*Work required:*
Go over the data below line by line, and state how many lines contain the string "models". Give the number only.

Saved data entries
_ _ _ _

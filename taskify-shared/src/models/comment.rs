/// Comment model and database operations
///
/// Comments belong to a task and carry their author. Editing and deleting
/// are restricted to the author; there is no moderation concept.
///
/// # Schema
///
/// ```sql
/// CREATE TABLE comments (
///     id UUID PRIMARY KEY DEFAULT gen_random_uuid(),
///     task_id UUID NOT NULL REFERENCES tasks(id) ON DELETE CASCADE,
///     author_id UUID NOT NULL REFERENCES users(id) ON DELETE CASCADE,
///     content TEXT NOT NULL,
///     created_at TIMESTAMPTZ NOT NULL DEFAULT NOW(),
///     updated_at TIMESTAMPTZ NOT NULL DEFAULT NOW(),
///     edited_at TIMESTAMPTZ
/// );
/// ```

use chrono::{DateTime, Utc};
use serde::{Deserialize, Serialize};
use sqlx::PgPool;
use thiserror::Error;
use uuid::Uuid;

use crate::models::task::Assignee;

/// Comment errors
#[derive(Error, Debug)]
pub enum CommentError {
    /// Comment does not exist
    #[error("Comment not found")]
    NotFound,

    /// Caller is not the comment's author
    #[error("Only the author may modify a comment")]
    NotAuthor,

    /// Underlying database error
    #[error("Store error: {0}")]
    Store(#[from] sqlx::Error),
}

/// Comment model
#[derive(Debug, Clone, Serialize, Deserialize, sqlx::FromRow)]
#[serde(rename_all = "camelCase")]
pub struct Comment {
    /// Unique comment ID
    pub id: Uuid,

    /// Task the comment belongs to
    pub task_id: Uuid,

    /// Author user ID
    pub author_id: Uuid,

    /// Comment body
    pub content: String,

    /// When the comment was created
    pub created_at: DateTime<Utc>,

    /// When the comment row was last updated
    pub updated_at: DateTime<Utc>,

    /// When the content was last edited (null if never)
    pub edited_at: Option<DateTime<Utc>>,
}

/// Comment together with its resolved author, as returned by the API
#[derive(Debug, Clone, Serialize)]
#[serde(rename_all = "camelCase")]
pub struct CommentWithAuthor {
    #[serde(flatten)]
    pub comment: Comment,

    pub author: Assignee,
}

/// Input for creating a comment
#[derive(Debug, Clone, Serialize, Deserialize)]
#[serde(rename_all = "camelCase")]
pub struct CreateComment {
    pub task_id: Uuid,
    pub author_id: Uuid,
    pub content: String,
}

/// Flat row for comment + author join queries
#[derive(sqlx::FromRow)]
struct CommentAuthorRow {
    id: Uuid,
    task_id: Uuid,
    author_id: Uuid,
    content: String,
    created_at: DateTime<Utc>,
    updated_at: DateTime<Utc>,
    edited_at: Option<DateTime<Utc>>,
    author_name: String,
    author_avatar_url: Option<String>,
}

impl From<CommentAuthorRow> for CommentWithAuthor {
    fn from(row: CommentAuthorRow) -> Self {
        CommentWithAuthor {
            comment: Comment {
                id: row.id,
                task_id: row.task_id,
                author_id: row.author_id,
                content: row.content,
                created_at: row.created_at,
                updated_at: row.updated_at,
                edited_at: row.edited_at,
            },
            author: Assignee {
                id: row.author_id,
                name: row.author_name,
                avatar_url: row.author_avatar_url,
            },
        }
    }
}

const COMMENT_JOIN: &str = r#"
    SELECT c.id, c.task_id, c.author_id, c.content,
           c.created_at, c.updated_at, c.edited_at,
           u.name AS author_name, u.avatar_url AS author_avatar_url
    FROM comments c
    JOIN users u ON u.id = c.author_id
"#;

impl Comment {
    /// Lists all comments on a task, oldest first, with authors
    pub async fn list_by_task(
        pool: &PgPool,
        task_id: Uuid,
    ) -> Result<Vec<CommentWithAuthor>, sqlx::Error> {
        let rows = sqlx::query_as::<_, CommentAuthorRow>(&format!(
            "{COMMENT_JOIN} WHERE c.task_id = $1 ORDER BY c.created_at ASC"
        ))
        .bind(task_id)
        .fetch_all(pool)
        .await?;

        Ok(rows.into_iter().map(CommentWithAuthor::from).collect())
    }

    /// Finds a comment with its author
    pub async fn find_with_author(
        pool: &PgPool,
        id: Uuid,
    ) -> Result<Option<CommentWithAuthor>, sqlx::Error> {
        let row = sqlx::query_as::<_, CommentAuthorRow>(&format!(
            "{COMMENT_JOIN} WHERE c.id = $1"
        ))
        .bind(id)
        .fetch_optional(pool)
        .await?;

        Ok(row.map(CommentWithAuthor::from))
    }

    /// Creates a comment and returns it with its author resolved
    pub async fn create(
        pool: &PgPool,
        data: CreateComment,
    ) -> Result<CommentWithAuthor, sqlx::Error> {
        let comment = sqlx::query_as::<_, Comment>(
            r#"
            INSERT INTO comments (task_id, author_id, content)
            VALUES ($1, $2, $3)
            RETURNING id, task_id, author_id, content, created_at, updated_at, edited_at
            "#,
        )
        .bind(data.task_id)
        .bind(data.author_id)
        .bind(data.content)
        .fetch_one(pool)
        .await?;

        // Author row must exist (FK), so this cannot be None.
        Self::find_with_author(pool, comment.id)
            .await?
            .ok_or(sqlx::Error::RowNotFound)
    }

    /// Edits a comment's content; only the author may edit
    ///
    /// Sets `edited_at` so clients can render an "edited" marker.
    pub async fn update(
        pool: &PgPool,
        id: Uuid,
        author_id: Uuid,
        content: &str,
    ) -> Result<CommentWithAuthor, CommentError> {
        let existing = sqlx::query_as::<_, Comment>(
            "SELECT id, task_id, author_id, content, created_at, updated_at, edited_at \
             FROM comments WHERE id = $1",
        )
        .bind(id)
        .fetch_optional(pool)
        .await?
        .ok_or(CommentError::NotFound)?;

        if existing.author_id != author_id {
            return Err(CommentError::NotAuthor);
        }

        sqlx::query(
            "UPDATE comments SET content = $2, edited_at = NOW(), updated_at = NOW() WHERE id = $1",
        )
        .bind(id)
        .bind(content)
        .execute(pool)
        .await?;

        Comment::find_with_author(pool, id)
            .await?
            .ok_or(CommentError::NotFound)
    }

    /// Deletes a comment; only the author may delete
    ///
    /// Returns the deleted comment so callers can broadcast which task it
    /// belonged to.
    pub async fn delete(pool: &PgPool, id: Uuid, author_id: Uuid) -> Result<Comment, CommentError> {
        let existing = sqlx::query_as::<_, Comment>(
            "SELECT id, task_id, author_id, content, created_at, updated_at, edited_at \
             FROM comments WHERE id = $1",
        )
        .bind(id)
        .fetch_optional(pool)
        .await?
        .ok_or(CommentError::NotFound)?;

        if existing.author_id != author_id {
            return Err(CommentError::NotAuthor);
        }

        sqlx::query("DELETE FROM comments WHERE id = $1")
            .bind(id)
            .execute(pool)
            .await?;

        Ok(existing)
    }
}

#[cfg(test)]
mod tests {
    use super::*;

    #[test]
    fn test_comment_with_author_wire_format() {
        let item = CommentWithAuthor {
            comment: Comment {
                id: Uuid::nil(),
                task_id: Uuid::nil(),
                author_id: Uuid::nil(),
                content: "Looks good".to_string(),
                created_at: Utc::now(),
                updated_at: Utc::now(),
                edited_at: None,
            },
            author: Assignee {
                id: Uuid::nil(),
                name: "Jordan Lee".to_string(),
                avatar_url: None,
            },
        };

        let value = serde_json::to_value(&item).unwrap();
        assert_eq!(value["content"], "Looks good");
        assert_eq!(value["author"]["name"], "Jordan Lee");
        assert!(value.get("taskId").is_some());
        assert!(value["editedAt"].is_null());
    }

    #[test]
    fn test_comment_error_display() {
        assert_eq!(CommentError::NotFound.to_string(), "Comment not found");
        assert_eq!(
            CommentError::NotAuthor.to_string(),
            "Only the author may modify a comment"
        );
    }
}
/// Project and membership models
///
/// A project owns a set of tasks and a set of members. Membership is the
/// relation that makes a user assignable to the project's tasks; it is
/// checked at mutation time by the ordering engine, not enforced by the
/// schema.
///
/// # Schema
///
/// ```sql
/// CREATE TABLE projects (
///     id UUID PRIMARY KEY DEFAULT gen_random_uuid(),
///     name VARCHAR(255) NOT NULL,
///     description TEXT,
///     created_at TIMESTAMPTZ NOT NULL DEFAULT NOW(),
///     updated_at TIMESTAMPTZ NOT NULL DEFAULT NOW()
/// );
///
/// CREATE TABLE project_members (
///     project_id UUID NOT NULL REFERENCES projects(id) ON DELETE CASCADE,
///     user_id UUID NOT NULL REFERENCES users(id) ON DELETE CASCADE,
///     joined_at TIMESTAMPTZ NOT NULL DEFAULT NOW(),
///     PRIMARY KEY (project_id, user_id)
/// );
/// ```

use chrono::{DateTime, Utc};
use serde::{Deserialize, Serialize};
use sqlx::postgres::PgExecutor;
use sqlx::PgPool;
use std::collections::HashMap;
use uuid::Uuid;

use crate::models::task::TaskStatus;

/// Project model
#[derive(Debug, Clone, Serialize, Deserialize, sqlx::FromRow)]
#[serde(rename_all = "camelCase")]
pub struct Project {
    /// Unique project ID
    pub id: Uuid,

    /// Project name
    pub name: String,

    /// Optional description
    pub description: Option<String>,

    /// When the project was created
    pub created_at: DateTime<Utc>,

    /// When the project was last updated
    pub updated_at: DateTime<Utc>,
}

/// Per-column task counts shown on the project list
#[derive(Debug, Clone, Default, PartialEq, Eq, Serialize, Deserialize)]
#[serde(rename_all = "camelCase")]
pub struct TaskCounts {
    pub to_do: i64,
    pub in_progress: i64,
    pub in_review: i64,
    pub done: i64,
}

impl TaskCounts {
    fn add(&mut self, status: TaskStatus, count: i64) {
        match status {
            TaskStatus::ToDo => self.to_do += count,
            TaskStatus::InProgress => self.in_progress += count,
            TaskStatus::InReview => self.in_review += count,
            TaskStatus::Done => self.done += count,
        }
    }
}

/// Project with its per-column task counts
#[derive(Debug, Clone, Serialize)]
#[serde(rename_all = "camelCase")]
pub struct ProjectWithCounts {
    #[serde(flatten)]
    pub project: Project,

    pub task_counts: TaskCounts,
}

/// Membership of a user in a project
#[derive(Debug, Clone, Serialize, Deserialize, sqlx::FromRow)]
#[serde(rename_all = "camelCase")]
pub struct ProjectMember {
    /// Project ID
    pub project_id: Uuid,

    /// User ID
    pub user_id: Uuid,

    /// When the user joined the project
    pub joined_at: DateTime<Utc>,
}

impl Project {
    /// Finds a project by ID
    pub async fn find_by_id(pool: &PgPool, id: Uuid) -> Result<Option<Self>, sqlx::Error> {
        let project = sqlx::query_as::<_, Project>(
            "SELECT id, name, description, created_at, updated_at FROM projects WHERE id = $1",
        )
        .bind(id)
        .fetch_optional(pool)
        .await?;

        Ok(project)
    }

    /// Lists all projects with their per-column task counts
    ///
    /// Uses one grouped aggregate over `tasks` instead of loading every
    /// task row.
    pub async fn list_with_counts(pool: &PgPool) -> Result<Vec<ProjectWithCounts>, sqlx::Error> {
        let projects = sqlx::query_as::<_, Project>(
            "SELECT id, name, description, created_at, updated_at FROM projects ORDER BY name ASC",
        )
        .fetch_all(pool)
        .await?;

        let grouped: Vec<(Uuid, TaskStatus, i64)> = sqlx::query_as(
            "SELECT project_id, status, COUNT(*) FROM tasks GROUP BY project_id, status",
        )
        .fetch_all(pool)
        .await?;

        let mut counts: HashMap<Uuid, TaskCounts> = HashMap::new();
        for (project_id, status, count) in grouped {
            counts.entry(project_id).or_default().add(status, count);
        }

        Ok(projects
            .into_iter()
            .map(|project| {
                let task_counts = counts.remove(&project.id).unwrap_or_default();
                ProjectWithCounts {
                    project,
                    task_counts,
                }
            })
            .collect())
    }

    /// Creates a new project
    pub async fn create(
        pool: &PgPool,
        name: &str,
        description: Option<&str>,
    ) -> Result<Self, sqlx::Error> {
        let project = sqlx::query_as::<_, Project>(
            r#"
            INSERT INTO projects (name, description)
            VALUES ($1, $2)
            RETURNING id, name, description, created_at, updated_at
            "#,
        )
        .bind(name)
        .bind(description)
        .fetch_one(pool)
        .await?;

        Ok(project)
    }
}

impl ProjectMember {
    /// Adds a user to a project
    pub async fn add(pool: &PgPool, project_id: Uuid, user_id: Uuid) -> Result<Self, sqlx::Error> {
        let member = sqlx::query_as::<_, ProjectMember>(
            r#"
            INSERT INTO project_members (project_id, user_id)
            VALUES ($1, $2)
            RETURNING project_id, user_id, joined_at
            "#,
        )
        .bind(project_id)
        .bind(user_id)
        .fetch_one(pool)
        .await?;

        Ok(member)
    }

    /// Checks whether a user is a member of a project
    ///
    /// This is the membership validation used by the ordering engine before
    /// accepting an assignee.
    pub async fn is_member<'e, E>(
        executor: E,
        project_id: Uuid,
        user_id: Uuid,
    ) -> Result<bool, sqlx::Error>
    where
        E: PgExecutor<'e>,
    {
        let exists: bool = sqlx::query_scalar(
            r#"
            SELECT EXISTS(
                SELECT 1 FROM project_members
                WHERE project_id = $1 AND user_id = $2
            )
            "#,
        )
        .bind(project_id)
        .bind(user_id)
        .fetch_one(executor)
        .await?;

        Ok(exists)
    }

    /// Lists all members of a project
    pub async fn list_by_project(
        pool: &PgPool,
        project_id: Uuid,
    ) -> Result<Vec<Self>, sqlx::Error> {
        let members = sqlx::query_as::<_, ProjectMember>(
            r#"
            SELECT project_id, user_id, joined_at
            FROM project_members
            WHERE project_id = $1
            ORDER BY joined_at ASC
            "#,
        )
        .bind(project_id)
        .fetch_all(pool)
        .await?;

        Ok(members)
    }
}

#[cfg(test)]
mod tests {
    use super::*;

    #[test]
    fn test_task_counts_add() {
        let mut counts = TaskCounts::default();
        counts.add(TaskStatus::ToDo, 3);
        counts.add(TaskStatus::Done, 1);
        counts.add(TaskStatus::ToDo, 2);

        assert_eq!(counts.to_do, 5);
        assert_eq!(counts.in_progress, 0);
        assert_eq!(counts.in_review, 0);
        assert_eq!(counts.done, 1);
    }

    #[test]
    fn test_task_counts_wire_format() {
        let counts = TaskCounts {
            to_do: 1,
            in_progress: 2,
            in_review: 3,
            done: 4,
        };

        let value = serde_json::to_value(&counts).unwrap();
        assert_eq!(value["toDo"], 1);
        assert_eq!(value["inProgress"], 2);
        assert_eq!(value["inReview"], 3);
        assert_eq!(value["done"], 4);
    }

    #[test]
    fn test_project_with_counts_flattens() {
        let item = ProjectWithCounts {
            project: Project {
                id: Uuid::nil(),
                name: "Website Refresh".to_string(),
                description: None,
                created_at: Utc::now(),
                updated_at: Utc::now(),
            },
            task_counts: TaskCounts::default(),
        };

        let value = serde_json::to_value(&item).unwrap();
        assert_eq!(value["name"], "Website Refresh");
        assert!(value.get("taskCounts").is_some());
    }
}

_ _ _ _

*Output for this exercise:*
4